厚労省等が『男性育休推進企業 実態調査 二〇二二』

【社会報道】 令和五年三月十五日に厚労省にて同省(大臣:加藤勝信)、ワーク・ライフバランス(代取:小室淑恵)とNPOフローレンス(会長:駒崎弘樹)の三者は、国内の企業を対象とした『男性育休推進企業 実態調査 二〇二二』の結果を会見発表した。


調査期間=昨年十二月~本年一月。回答=百四十一社。調査内容=「男性育休取得状況(平均取得日数・取得者数・対象者数)」、「男性育休取得促進の取組み」、「制度と取得促進に関する方針の周知方法」等。


昨年より改正『育児・介護休業法』が、段階的に施行している(「産後パパ育休」等)。本年四月より「男性の育児休業の取得状況」公表を義務付ける(従業員≧一千人)。




<男性育休推進企業は八割弱の取得率>

 会見内のビデオにて加藤大臣(乙未)は、「男性の育児休業取得率を、令和七年までに三十㌫にするという政府目標の達成に向けて、引き続き、政府としても全力で取組んで参りますが、企業・働く方・社会全体が男女共に家事・育児を行う事や子育て期の働き方について、理解を深めて頂く事も重要です。」と述べた。

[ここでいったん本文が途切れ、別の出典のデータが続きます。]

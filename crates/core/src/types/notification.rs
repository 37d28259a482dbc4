//! Transient user-facing notifications ("toasts").
//!
//! Every mutating cart operation emits exactly one notification on success and
//! on failure. Notifications are append-only and independently dismissible;
//! they are never deduplicated.

use std::time::Duration;

use serde::{Deserialize, Serialize};
use uuid::Uuid;

use super::id::NotificationId;

/// Default auto-dismiss duration for toasts.
pub const DEFAULT_DISMISS_AFTER: Duration = Duration::from_millis(3000);

/// Notification severity, mapped to toast styling by the UI.
#[derive(Debug, Clone, Copy, PartialEq, Eq, Hash, Serialize, Deserialize)]
#[serde(rename_all = "snake_case")]
pub enum Severity {
    Success,
    Error,
    Info,
}

/// A transient, user-visible notification.
#[derive(Debug, Clone, PartialEq, Eq, Serialize, Deserialize)]
pub struct Notification {
    /// Unique ID, used for individual dismissal.
    pub id: NotificationId,
    /// Severity for styling.
    pub severity: Severity,
    /// Human-readable message.
    pub message: String,
    /// How long the toast stays visible before auto-dismissing.
    pub dismiss_after: Duration,
}

impl Notification {
    /// Create a notification with a fresh random ID.
    #[must_use]
    pub fn new(severity: Severity, message: impl Into<String>, dismiss_after: Duration) -> Self {
        Self {
            id: NotificationId::new(Uuid::new_v4().to_string()),
            severity,
            message: message.into(),
            dismiss_after,
        }
    }

    /// Success toast with the default dismiss duration.
    #[must_use]
    pub fn success(message: impl Into<String>) -> Self {
        Self::new(Severity::Success, message, DEFAULT_DISMISS_AFTER)
    }

    /// Error toast with the default dismiss duration.
    #[must_use]
    pub fn error(message: impl Into<String>) -> Self {
        Self::new(Severity::Error, message, DEFAULT_DISMISS_AFTER)
    }

    /// Info toast with the default dismiss duration.
    #[must_use]
    pub fn info(message: impl Into<String>) -> Self {
        Self::new(Severity::Info, message, DEFAULT_DISMISS_AFTER)
    }
}

#[cfg(test)]
#[allow(clippy::unwrap_used)]
mod tests {
    use super::*;

    #[test]
    fn test_constructors_set_severity() {
        assert_eq!(Notification::success("ok").severity, Severity::Success);
        assert_eq!(Notification::error("no").severity, Severity::Error);
        assert_eq!(Notification::info("hi").severity, Severity::Info);
    }

    #[test]
    fn test_ids_are_unique() {
        let a = Notification::success("same message");
        let b = Notification::success("same message");
        // Never deduplicated: identical messages still get distinct IDs
        assert_ne!(a.id, b.id);
    }

    #[test]
    fn test_severity_serde_snake_case() {
        let json = serde_json::to_string(&Severity::Success).unwrap();
        assert_eq!(json, "\"success\"");
    }
}
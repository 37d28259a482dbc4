//! Cart synchronization manager.
//!
//! Owns the authoritative in-memory cart snapshot and presents a uniform cart
//! interface regardless of authentication state. Auth is decided per
//! operation from token presence - never cached - and routes each call to the
//! local store (anonymous) or the remote API (authenticated). After login,
//! [`CartManager::sync_local_cart`] migrates locally accumulated entries into
//! the remote cart exactly once.
//!
//! # State model
//!
//! The manager is the single writer of a [`CartState`] published through a
//! `tokio::sync::watch` channel; UI code subscribes read-only via
//! [`CartManager::subscribe`]. Mutating operations are serialized by an
//! internal async mutex, so a rapid double "add to cart" cannot issue
//! overlapping network calls.
//!
//! # Failure contract
//!
//! Anonymous operations never fail: the local cart is best-effort
//! bookkeeping. Authenticated mutations record the failure in `error`, emit
//! an error toast, and return the error so callers can react.

use std::collections::VecDeque;
use std::sync::Arc;
use std::time::Duration;

use secrecy::SecretString;
use tokio::sync::{watch, Mutex};
use tracing::{instrument, warn};

use mercato_core::{
    local_total_items, AttributeMap, Cart, CartItemId, Notification, ProductRef, Severity,
};

use crate::api::types::{AddItemRequest, UpdateItemRequest};
use crate::api::CartApi;
use crate::config::{ClientConfig, SyncFailurePolicy};
use crate::error::{CartError, Result};
use crate::notify::Notifier;
use crate::store::LocalCartStore;
use crate::token::TokenStore;

/// Observable cart state. The manager is the only writer.
#[derive(Debug, Clone, Default)]
pub struct CartState {
    /// Current snapshot; `None` when empty or when the last refresh failed.
    pub cart: Option<Cart>,
    /// Whether a refresh is in flight.
    pub loading: bool,
    /// Inline error message from the last failed operation.
    pub error: Option<String>,
    /// Auth branch used by the most recent operation.
    pub is_authenticated: bool,
}

/// Outcome of a login migration run.
#[derive(Debug, Clone, Default, PartialEq, Eq)]
pub struct SyncReport {
    /// Entries read from the local store.
    pub attempted: usize,
    /// Entries accepted by the remote cart.
    pub migrated: usize,
    /// Products whose migration failed (dropped or requeued per policy).
    pub failed: Vec<ProductRef>,
}

/// The cart synchronization manager.
pub struct CartManager {
    api: CartApi,
    store: LocalCartStore,
    tokens: TokenStore,
    notifier: Arc<dyn Notifier>,
    sync_failure_policy: SyncFailurePolicy,
    dismiss_after: Duration,
    state: watch::Sender<CartState>,
    /// Serializes mutating operations (per-operation in-flight guard).
    mutation_guard: Mutex<()>,
}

一昨年度の日本全国の男性育休平均取得率=十三.九七㌫(厚労省調べ)、一昨年の「男性育休推進企業」=五十九.七㌫


今回の調査の結果、「男性育休推進企業」=七十六.九㌫(十七.二㌽の増)、平均取得日数=四十.七日となった。日数はあまり変わらず。男性育休の取得率と平均取得日数には、相関が視られなかった。



取得日数に差

 働き方改革の実施と育休取得率・取得日数の関係性も調べた。働き方改革を職場全体で「実施」企業は、育休平均取得率=七十七.〇㌫、平均取得日数=三十三日


「一部の部署で実施」企業は、前者=七十六.〇㌫、後者=十七日。後者は、職場全体と一部で二倍の差となった。


三者は要因を分析した。仮に、社内で声掛けや促進し、「取得率」が高まったとしても、取得日数は職場全体で働き方改革をして「仕事の属人化」を解消していなければ、伸びないというとが考える。何故ならば、仕事が属人化したままの企業では、当事者が「周囲に迷惑を掛ける」という懸念より、希望日数を取得し難い環境になってしまうから、とした。




<企業の取組み内容>

 企業の取組みについて調べると、後者=十四日以上では、「当事者以外の従業員やパートナが男性育休の必要性について学べる仕組みがある」「社内外に向けて、取得者の事例を発信している」等、当事者以外への情報提供をしている割合が高い結果だった。


育児休業を当事者の問題とせず、職場全体への情報提供を通して男性育休取得への職場の理解や風土醸成をする事が取得日数向上に繋がっている、とした。



業界別

 本調査から、直近三年連続で育休取得率・取得日数を記録した企業について調べた。評価指標は以下の通り。


  1. 令和二年と同四年(見込み)の男性育休取得率の伸び率が上位の企業
  2. 同上の男性育休取得日数の差異が、三十日以上の企業
  3. 同四年(見込み)について、男性育休取得率=八十㌫以上、且つ取得日数=三十日以上の企業


取得日数の伸びが大きかった業界は、「建設」「不動産」「物流」の二.八倍(八日→二十三日)。取得日数が短かった業界は、「金融」「保険」の十一日。同業界の取得率は平均=九十八㌫と高いものの、日数が二週間に達していない。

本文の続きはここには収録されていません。